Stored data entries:
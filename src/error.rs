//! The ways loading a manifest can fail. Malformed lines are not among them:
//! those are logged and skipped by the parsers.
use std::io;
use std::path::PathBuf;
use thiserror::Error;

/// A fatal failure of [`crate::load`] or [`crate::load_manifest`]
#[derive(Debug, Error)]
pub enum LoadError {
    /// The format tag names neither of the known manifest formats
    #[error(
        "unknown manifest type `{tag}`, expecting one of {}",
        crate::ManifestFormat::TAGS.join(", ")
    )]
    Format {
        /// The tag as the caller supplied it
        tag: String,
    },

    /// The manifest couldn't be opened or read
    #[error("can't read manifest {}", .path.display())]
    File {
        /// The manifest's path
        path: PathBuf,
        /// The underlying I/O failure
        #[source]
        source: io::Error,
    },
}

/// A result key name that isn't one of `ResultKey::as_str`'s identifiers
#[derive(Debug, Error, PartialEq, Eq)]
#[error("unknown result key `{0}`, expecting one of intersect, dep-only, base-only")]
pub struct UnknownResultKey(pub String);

==

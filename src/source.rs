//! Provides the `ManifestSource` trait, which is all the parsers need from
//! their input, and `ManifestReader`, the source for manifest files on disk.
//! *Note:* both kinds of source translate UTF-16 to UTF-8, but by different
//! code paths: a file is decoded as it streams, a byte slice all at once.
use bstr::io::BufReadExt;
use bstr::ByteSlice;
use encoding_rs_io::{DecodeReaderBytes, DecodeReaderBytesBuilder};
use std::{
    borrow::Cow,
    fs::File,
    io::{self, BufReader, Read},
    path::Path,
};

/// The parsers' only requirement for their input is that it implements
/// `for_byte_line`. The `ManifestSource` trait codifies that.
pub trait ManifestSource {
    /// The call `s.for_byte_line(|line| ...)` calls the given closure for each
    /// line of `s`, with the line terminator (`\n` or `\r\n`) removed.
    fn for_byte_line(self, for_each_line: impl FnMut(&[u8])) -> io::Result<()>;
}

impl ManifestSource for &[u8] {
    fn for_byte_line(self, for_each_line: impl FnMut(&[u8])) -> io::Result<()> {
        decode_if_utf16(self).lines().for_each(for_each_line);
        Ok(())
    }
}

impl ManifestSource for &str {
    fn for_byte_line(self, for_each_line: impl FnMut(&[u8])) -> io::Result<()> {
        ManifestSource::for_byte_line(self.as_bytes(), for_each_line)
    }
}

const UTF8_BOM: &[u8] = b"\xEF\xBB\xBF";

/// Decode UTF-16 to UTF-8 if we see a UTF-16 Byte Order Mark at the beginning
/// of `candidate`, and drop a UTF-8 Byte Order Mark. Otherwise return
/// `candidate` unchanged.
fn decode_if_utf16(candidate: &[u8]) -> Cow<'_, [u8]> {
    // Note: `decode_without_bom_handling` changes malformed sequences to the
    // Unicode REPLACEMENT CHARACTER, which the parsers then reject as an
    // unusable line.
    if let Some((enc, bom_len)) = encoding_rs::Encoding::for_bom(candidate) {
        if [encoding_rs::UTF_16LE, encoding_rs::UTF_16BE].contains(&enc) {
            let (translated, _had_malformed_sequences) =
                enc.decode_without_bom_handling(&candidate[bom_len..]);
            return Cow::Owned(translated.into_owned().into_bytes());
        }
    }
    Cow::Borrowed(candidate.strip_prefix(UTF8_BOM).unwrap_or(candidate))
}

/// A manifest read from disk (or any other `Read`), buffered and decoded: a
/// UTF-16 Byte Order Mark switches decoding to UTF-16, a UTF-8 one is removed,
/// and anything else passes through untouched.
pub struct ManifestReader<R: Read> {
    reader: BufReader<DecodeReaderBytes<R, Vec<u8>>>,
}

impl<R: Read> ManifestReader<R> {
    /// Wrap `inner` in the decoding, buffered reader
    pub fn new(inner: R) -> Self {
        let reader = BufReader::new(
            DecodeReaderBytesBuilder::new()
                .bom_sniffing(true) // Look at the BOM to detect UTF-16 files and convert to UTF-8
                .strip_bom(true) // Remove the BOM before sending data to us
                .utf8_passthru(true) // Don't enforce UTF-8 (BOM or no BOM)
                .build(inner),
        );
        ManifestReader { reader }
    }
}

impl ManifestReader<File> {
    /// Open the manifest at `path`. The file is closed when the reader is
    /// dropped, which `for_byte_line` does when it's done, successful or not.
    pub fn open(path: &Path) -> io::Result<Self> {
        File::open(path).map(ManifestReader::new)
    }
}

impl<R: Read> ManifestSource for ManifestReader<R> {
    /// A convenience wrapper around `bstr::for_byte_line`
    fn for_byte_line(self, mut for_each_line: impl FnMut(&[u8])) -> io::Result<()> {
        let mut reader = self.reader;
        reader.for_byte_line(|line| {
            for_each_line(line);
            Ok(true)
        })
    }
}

...

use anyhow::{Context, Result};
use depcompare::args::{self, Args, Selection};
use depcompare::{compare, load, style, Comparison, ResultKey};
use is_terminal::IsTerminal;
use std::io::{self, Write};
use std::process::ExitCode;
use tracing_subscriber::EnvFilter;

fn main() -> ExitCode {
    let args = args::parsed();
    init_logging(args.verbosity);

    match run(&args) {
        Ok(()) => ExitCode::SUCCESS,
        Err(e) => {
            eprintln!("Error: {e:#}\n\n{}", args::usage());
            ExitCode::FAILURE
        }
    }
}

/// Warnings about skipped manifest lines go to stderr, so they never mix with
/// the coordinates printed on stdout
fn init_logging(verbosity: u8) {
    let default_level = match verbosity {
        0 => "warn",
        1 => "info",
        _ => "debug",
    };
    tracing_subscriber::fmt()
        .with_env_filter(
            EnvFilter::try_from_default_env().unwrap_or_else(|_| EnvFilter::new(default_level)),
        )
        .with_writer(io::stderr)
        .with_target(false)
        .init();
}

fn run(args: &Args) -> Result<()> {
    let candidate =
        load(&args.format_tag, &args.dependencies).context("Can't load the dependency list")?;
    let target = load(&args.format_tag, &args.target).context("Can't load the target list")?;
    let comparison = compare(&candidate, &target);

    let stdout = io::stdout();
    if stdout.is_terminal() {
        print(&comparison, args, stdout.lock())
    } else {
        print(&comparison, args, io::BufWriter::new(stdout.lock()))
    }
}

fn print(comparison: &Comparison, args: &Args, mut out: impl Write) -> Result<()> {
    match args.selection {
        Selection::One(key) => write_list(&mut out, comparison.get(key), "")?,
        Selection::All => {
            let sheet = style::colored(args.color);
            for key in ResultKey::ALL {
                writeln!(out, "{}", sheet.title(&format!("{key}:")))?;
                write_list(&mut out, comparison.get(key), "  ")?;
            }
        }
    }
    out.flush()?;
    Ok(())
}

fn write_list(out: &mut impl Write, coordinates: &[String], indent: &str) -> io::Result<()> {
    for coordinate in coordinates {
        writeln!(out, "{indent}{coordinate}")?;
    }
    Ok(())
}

▸ The problem
Report only how many lines in the entries above contain the string "stdout".

▸ Your response
5